Cuento «Besitos»: Las aventuras de un chileno en la Georgia iracunda

Viajero incansable y un testigo privilegiado de la vida nacional durante los últimos 50 años de nuestra historia republicana, el autor de este relato evoca las andanzas de los hijos de la alta burguesía local que partieron al país del norte en plena fiebre del oro en la California del siglo XIX, o a las obras de Joaquín Edwards Bello y de Luis Alberto Heiremans, que describían la estancia de miembros de la aristocracia santiaguina en un París y una Europa ya desaparecidas.

Por Fernando Valdés Marín

Publicado el 7.6.2019

En aquellos locos años de la hermosa juventud, cruzaba en moto el norte del continente americano. Solía salirme de la carretera principal para adentrarme en caminos campesinos y llevar un viaje más pausado. Campos de algodón y viejos galpones se adornaban con árboles negros por el anochecer. Observé un antiguo avión biplano aparcado en un potrero al costado con altas hierbas ralas que cubrían sus ruedas ya desinfladas, estaba hecho de madera y forrado con lona, al lado de un tractor oxidado que portaba una rastra. Más allá se extendía por el bajo de ese blanco valle un pueblo al que decidí entrar para tomarme una buena taza de café caliente que ansiaba tanto como encender un cigarrillo.

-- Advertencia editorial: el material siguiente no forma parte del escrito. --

//! Server Implementation
//!
//! HTTP 服务器启动和管理

use crate::core::{Config, ServerState};
use crate::utils::{AppError, AppResult};
use std::net::SocketAddr;

/// HTTP Server
pub struct Server {
    config: Config,
    state: Option<ServerState>,
}

impl Server {
    pub fn new(config: Config) -> Self {
        Self {
            config,
            state: None,
        }
    }

    /// Create server with existing state
    pub fn with_state(config: Config, state: ServerState) -> Self {
        Self {
            config,
            state: Some(state),
        }
    }

    pub async fn run(&self) -> AppResult<()> {
        let state = match &self.state {
            Some(s) => s.clone(),
            None => ServerState::initialize(&self.config)?,
        };

        let app = crate::api::build_app(state);

        let addr = SocketAddr::from(([0, 0, 0, 0], self.config.http_port));
        tracing::info!("🍽️ Mesa reservation server starting on {}", addr);

        let handle = axum_server::Handle::new();

        let handle_clone = handle.clone();
        tokio::spawn(async move {
            let _ = tokio::signal::ctrl_c().await;
            tracing::info!("Shutting down...");
            handle_clone.graceful_shutdown(Some(std::time::Duration::from_secs(10)));
        });

        axum_server::bind(addr)
            .handle(handle)
            .serve(app.into_make_service())
            .await
            .map_err(|e| AppError::internal(format!("Server error: {e}")))?;

        Ok(())
    }
}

Al entrar me percaté que el viejo pueblo estaba entero construido de madera, parecido a esos pueblos de las películas del far west. Estacioné frente a un bar que estaba abierto y entré decidido. Me percaté en un solo instante que me había metido en las patas de los caballos, pues todos los integrantes eran negros y me clavaron la vista con sorpresa y también con mucho rechazo.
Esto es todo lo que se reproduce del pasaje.